Arrivano i nuovi tirocini. Compenso obbligatorio

16 lug. – Nuove regole per i tirocini in Emilia-Romagna, con controlli più stringenti sulle aziende e l”obbligo di corrispondere un’indennità mensile di almeno 450 euro in favore dello stagista.

L’Assemblea legislativa ha approvato (astenuto il centrodestra) questa mattina il progetto di legge della Giunta Errani in materia di tirocini, una riforma rispetto alla legge del 2005 che attua le linee guida nazionali e che sarà in vigore dal prossimo 16 settembre. Tre le tipologie di tirocinio previste. La prima, con finalità orientativa e formativa, è finalizzata ad agevolare i giovani nel percorso di transizione tra la formazione e il lavoro (i destinatari sono le persone che hanno conseguito un titolo di studio negli ultimi dodici mesi). La seconda tipologia riguarda i tirocini di inserimento o di reinserimento al lavoro, rivolti principalmente a disoccupati, persone in mobilità e inoccupati o in cassa integrazione. La terza tipologia, infine, riguarda i tirocini di orientamento e formazione o di inserimento e reinserimento in favore di persone con disabilità, svantaggiate o richiedenti asilo.
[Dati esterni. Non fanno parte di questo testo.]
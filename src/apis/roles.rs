use super::Operation;
use crate::{
    client::DatadogClient,
    error::DatadogResult,
    models::{
        PermissionsResponse, RelationshipToPermission, RelationshipToUser, RoleCloneRequest,
        RoleCreateRequest, RoleCreateResponse, RoleResponse, RoleUpdateRequest,
        RoleUpdateResponse, RolesResponse, RolesSort, UsersResponse,
    },
};
use log::{debug, info};
use reqwest::{Method, RequestBuilder};

const ADD_PERMISSION_TO_ROLE: Operation =
    Operation::new("RolesApi", "AddPermissionToRole", &[400, 403, 404, 429]);
const ADD_USER_TO_ROLE: Operation = Operation::new("RolesApi", "AddUserToRole", &[400, 403, 404, 429]);
const CLONE_ROLE: Operation = Operation::new("RolesApi", "CloneRole", &[400, 403, 404, 409, 429]);
const CREATE_ROLE: Operation = Operation::new("RolesApi", "CreateRole", &[400, 403, 429]);
const DELETE_ROLE: Operation = Operation::new("RolesApi", "DeleteRole", &[403, 404, 429]);
const GET_ROLE: Operation = Operation::new("RolesApi", "GetRole", &[403, 404, 429]);
const LIST_PERMISSIONS: Operation = Operation::new("RolesApi", "ListPermissions", &[400, 403, 429]);
const LIST_ROLE_PERMISSIONS: Operation =
    Operation::new("RolesApi", "ListRolePermissions", &[403, 404, 429]);
const LIST_ROLE_USERS: Operation = Operation::new("RolesApi", "ListRoleUsers", &[403, 404, 429]);
const LIST_ROLES: Operation = Operation::new("RolesApi", "ListRoles", &[403, 429]);
const REMOVE_PERMISSION_FROM_ROLE: Operation =
    Operation::new("RolesApi", "RemovePermissionFromRole", &[400, 403, 404, 429]);
const REMOVE_USER_FROM_ROLE: Operation =
    Operation::new("RolesApi", "RemoveUserFromRole", &[400, 403, 404, 429]);
const UPDATE_ROLE: Operation = Operation::new("RolesApi", "UpdateRole", &[400, 403, 404, 422, 429]);

/// Optional parameters for [`RolesApi::list_roles`]
#[derive(Debug, Clone, Default)]
pub struct ListRolesOptionalParams {
    pub page_size: Option<i64>,
    pub page_number: Option<i64>,
    pub sort: Option<RolesSort>,
    pub filter: Option<String>,
}

impl ListRolesOptionalParams {
    /// Size for a given page. The maximum allowed value is 100.
    pub fn page_size(mut self, value: i64) -> Self {
        self.page_size = Some(value);
        self
    }

    /// Specific page number to return.
    pub fn page_number(mut self, value: i64) -> Self {
        self.page_number = Some(value);
        self
    }

    /// Sort roles depending on the given field. Prefix with `-` for descending order.
    pub fn sort(mut self, value: RolesSort) -> Self {
        self.sort = Some(value);
        self
    }

    /// Filter all roles by the given string.
    pub fn filter(mut self, value: impl Into<String>) -> Self {
        self.filter = Some(value.into());
        self
    }

    fn apply(&self, mut req: RequestBuilder) -> RequestBuilder {
        if let Some(size) = self.page_size {
            req = req.query(&[("page[size]", size.to_string())]);
        }
        if let Some(number) = self.page_number {
            req = req.query(&[("page[number]", number.to_string())]);
        }
        if let Some(sort) = self.sort {
            req = req.query(&[("sort", sort.as_str())]);
        }
        if let Some(filter) = &self.filter {
            req = req.query(&[("filter", filter.as_str())]);
        }
        req
    }
}

/// Optional parameters for [`RolesApi::list_role_users`]
#[derive(Debug, Clone, Default)]
pub struct ListRoleUsersOptionalParams {
    pub page_size: Option<i64>,
    pub page_number: Option<i64>,
    pub sort: Option<String>,
    pub filter: Option<String>,
}

impl ListRoleUsersOptionalParams {
    pub fn page_size(mut self, value: i64) -> Self {
        self.page_size = Some(value);
        self
    }

    pub fn page_number(mut self, value: i64) -> Self {
        self.page_number = Some(value);
        self
    }

    /// User attribute to order results by, e.g. `-email`.
    pub fn sort(mut self, value: impl Into<String>) -> Self {
        self.sort = Some(value.into());
        self
    }

    /// Filter all users by the given string.
    pub fn filter(mut self, value: impl Into<String>) -> Self {
        self.filter = Some(value.into());
        self
    }

    fn apply(&self, mut req: RequestBuilder) -> RequestBuilder {
        if let Some(size) = self.page_size {
            req = req.query(&[("page[size]", size.to_string())]);
        }
        if let Some(number) = self.page_number {
            req = req.query(&[("page[number]", number.to_string())]);
        }
        if let Some(sort) = &self.sort {
            req = req.query(&[("sort", sort.as_str())]);
        }
        if let Some(filter) = &self.filter {
            req = req.query(&[("filter", filter.as_str())]);
        }
        req
    }
}

/// Roles API operations
pub struct RolesApi<'a> {
    client: &'a DatadogClient,
}

impl<'a> RolesApi<'a> {
    pub fn new(client: &'a DatadogClient) -> Self {
        Self { client }
    }

    /// Grant a permission to a role
    ///
    /// # Arguments
    /// * `role_id` - The unique identifier of the role
    /// * `body` - The permission to grant
    pub async fn add_permission_to_role(
        &self,
        role_id: &str,
        body: &RelationshipToPermission,
    ) -> DatadogResult<PermissionsResponse> {
        info!("Adding permission to role {}", role_id);
        let path = format!("/api/v2/roles/{}/permissions", urlencoding::encode(role_id));
        debug!("HTTP POST {}", path);

        let req = self.client.request(Method::POST, &ADD_PERMISSION_TO_ROLE, &path).await?;
        let req = DatadogClient::json_body(req, body, None)?;
        self.client.execute(req, &ADD_PERMISSION_TO_ROLE).await
    }

    /// Add a user to a role
    ///
    /// # Arguments
    /// * `role_id` - The unique identifier of the role
    /// * `body` - The user to add
    pub async fn add_user_to_role(
        &self,
        role_id: &str,
        body: &RelationshipToUser,
    ) -> DatadogResult<UsersResponse> {
        info!("Adding user {} to role {}", body.data.id, role_id);
        let path = format!("/api/v2/roles/{}/users", urlencoding::encode(role_id));
        debug!("HTTP POST {}", path);

        let req = self.client.request(Method::POST, &ADD_USER_TO_ROLE, &path).await?;
        let req = DatadogClient::json_body(req, body, None)?;
        self.client.execute(req, &ADD_USER_TO_ROLE).await
    }

    /// Clone an existing role under a new name
    pub async fn clone_role(
        &self,
        role_id: &str,
        body: &RoleCloneRequest,
    ) -> DatadogResult<RoleResponse> {
        info!("Cloning role {} as {}", role_id, body.data.attributes.name);
        let path = format!("/api/v2/roles/{}/clone", urlencoding::encode(role_id));
        debug!("HTTP POST {}", path);

        let req = self.client.request(Method::POST, &CLONE_ROLE, &path).await?;
        let req = DatadogClient::json_body(req, body, None)?;
        self.client.execute(req, &CLONE_ROLE).await
    }

    /// Create a new role for your organization
    pub async fn create_role(&self, body: &RoleCreateRequest) -> DatadogResult<RoleCreateResponse> {
        info!("Creating role {}", body.data.attributes.name);
        let path = "/api/v2/roles";
        debug!("HTTP POST {}", path);

        let req = self.client.request(Method::POST, &CREATE_ROLE, path).await?;
        let req = DatadogClient::json_body(req, body, None)?;
        self.client.execute(req, &CREATE_ROLE).await
    }

    /// Disable a role
    pub async fn delete_role(&self, role_id: &str) -> DatadogResult<()> {
        info!("Deleting role {}", role_id);
        let path = format!("/api/v2/roles/{}", urlencoding::encode(role_id));
        debug!("HTTP DELETE {}", path);

        let req = self.client.request(Method::DELETE, &DELETE_ROLE, &path).await?;
        self.client.execute_empty(req, &DELETE_ROLE).await
    }

    /// Get a role in the organization specified by the role's `role_id`
    pub async fn get_role(&self, role_id: &str) -> DatadogResult<RoleResponse> {
        info!("Getting role {}", role_id);
        let path = format!("/api/v2/roles/{}", urlencoding::encode(role_id));
        debug!("HTTP GET {}", path);

        let req = self.client.request(Method::GET, &GET_ROLE, &path).await?;
        self.client.execute(req, &GET_ROLE).await
    }

    /// Return a list of all permissions, including name, description, and ID
    pub async fn list_permissions(&self) -> DatadogResult<PermissionsResponse> {
        info!("Listing permissions");
        let path = "/api/v2/permissions";
        debug!("HTTP GET {}", path);

        let req = self.client.request(Method::GET, &LIST_PERMISSIONS, path).await?;
        self.client.execute(req, &LIST_PERMISSIONS).await
    }

    /// Return a list of all permissions for a single role
    pub async fn list_role_permissions(&self, role_id: &str) -> DatadogResult<PermissionsResponse> {
        info!("Listing permissions of role {}", role_id);
        let path = format!("/api/v2/roles/{}/permissions", urlencoding::encode(role_id));
        debug!("HTTP GET {}", path);

        let req = self.client.request(Method::GET, &LIST_ROLE_PERMISSIONS, &path).await?;
        self.client.execute(req, &LIST_ROLE_PERMISSIONS).await
    }

    /// Get all users of a role
    pub async fn list_role_users(
        &self,
        role_id: &str,
        params: ListRoleUsersOptionalParams,
    ) -> DatadogResult<UsersResponse> {
        info!("Listing users of role {}", role_id);
        let path = format!("/api/v2/roles/{}/users", urlencoding::encode(role_id));
        debug!("HTTP GET {}", path);

        let req = self.client.request(Method::GET, &LIST_ROLE_USERS, &path).await?;
        let req = params.apply(req);
        self.client.execute(req, &LIST_ROLE_USERS).await
    }

    /// Return all roles, including their names and their unique identifiers
    pub async fn list_roles(&self, params: ListRolesOptionalParams) -> DatadogResult<RolesResponse> {
        info!("Listing roles");
        let path = "/api/v2/roles";
        debug!("HTTP GET {}", path);

        let req = self.client.request(Method::GET, &LIST_ROLES, path).await?;
        let req = params.apply(req);
        self.client.execute(req, &LIST_ROLES).await
    }

    /// Remove a permission from a role
    pub async fn remove_permission_from_role(
        &self,
        role_id: &str,
        body: &RelationshipToPermission,
    ) -> DatadogResult<PermissionsResponse> {
        info!("Removing permission from role {}", role_id);
        let path = format!("/api/v2/roles/{}/permissions", urlencoding::encode(role_id));
        debug!("HTTP DELETE {}", path);

        let req = self
            .client
            .request(Method::DELETE, &REMOVE_PERMISSION_FROM_ROLE, &path)
            .await?;
        let req = DatadogClient::json_body(req, body, None)?;
        self.client.execute(req, &REMOVE_PERMISSION_FROM_ROLE).await
    }

    /// Remove a user from a role
    pub async fn remove_user_from_role(
        &self,
        role_id: &str,
        body: &RelationshipToUser,
    ) -> DatadogResult<UsersResponse> {
        info!("Removing user {} from role {}", body.data.id, role_id);
        let path = format!("/api/v2/roles/{}/users", urlencoding::encode(role_id));
        debug!("HTTP DELETE {}", path);

        let req = self
            .client
            .request(Method::DELETE, &REMOVE_USER_FROM_ROLE, &path)
            .await?;
        let req = DatadogClient::json_body(req, body, None)?;
        self.client.execute(req, &REMOVE_USER_FROM_ROLE).await
    }

    /// Edit a role. Can only be used with application keys belonging to administrators.
    pub async fn update_role(
        &self,
        role_id: &str,
        body: &RoleUpdateRequest,
    ) -> DatadogResult<RoleUpdateResponse> {
        info!("Updating role {}", role_id);
        let path = format!("/api/v2/roles/{}", urlencoding::encode(role_id));
        debug!("HTTP PATCH {}", path);

        let req = self.client.request(Method::PATCH, &UPDATE_ROLE, &path).await?;
        let req = DatadogClient::json_body(req, body, None)?;
        self.client.execute(req, &UPDATE_ROLE).await
    }
}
La durata massima prevista per ciascuna delle tre tipologie di tirocinio, comprese eventuali proroghe, è di sei mesi per i tirocini formativi e di orientamento, dodici mesi per i tirocini di inserimento e per i tirocini in favore di soggetti svantaggiati (ma per i disabili la durata complessiva può arrivare fino a 24 mesi). La legge rafforza anche la vigilanza sui tirocini, attraverso una più stretta connessione con il Ministero del Lavoro. In caso di violazioni, è prevista l’immediata interruzione del tirocinio e il divieto di attivare ulteriori tirocini nei successivi 12 mesi.  In caso di mancato o intempestivo invio della convenzione e del progetto formativo, sono previste anche sanzioni amministrative.

La legge esclude poi la possibilità di realizzare più di un tirocinio con la stessa persona, nonchè di impiegarlo in attività  non coerenti con gli obiettivi formativi. L’azienda può ospitare un tirocinante se non ha effettuato licenziamenti nei dodici mesi precedenti (salvo quelli per giusta causa). Imposto anche un tetto al numero di tirocinanti, in rapporto ai dipendenti a tempo indeterminato. La legge obbliga inoltre l’erogazione al tirocinante di una indennita” pari a 450 euro mensili, come previsto dalla legge 92/2012.

L”indennità di tirocinio non verrà corrisposta a persone che hanno già qualche forma di sostegno al reddito, ad eccezione del rimborso per le spese sostenute. La qualificazione del tirocinio viene promossa introducendo un progetto formativo individuale che certifica gli esiti del percorso e prevede un modulo formativo anche su salute e sicurezza sul lavoro.

In Emilia-Romagna risultano attivati nel 2012 10.448 tirocini (52% rivolti a donne). Nell’ultimo triennio si assiste però a una forte riduzione, sia per effetto della crisi sia per le incertezze normative che hanno provocato un rallentamento (erano quasi 15.000 i tirocini nel 2010). Dal 2011 al 2013 oltre il 90% dei tirocinanti ha attivato una sola esperienza di tirocinio. I tirocinanti sono per oltre l’80% giovani di età compresa tra i 18 ai 34 anni, di cui inoltre circa la metà non supera i 24 anni, con alti livelli di scolarizzazione (oltre il 60% è in possesso di titolo di laurea o di alta specializzazione).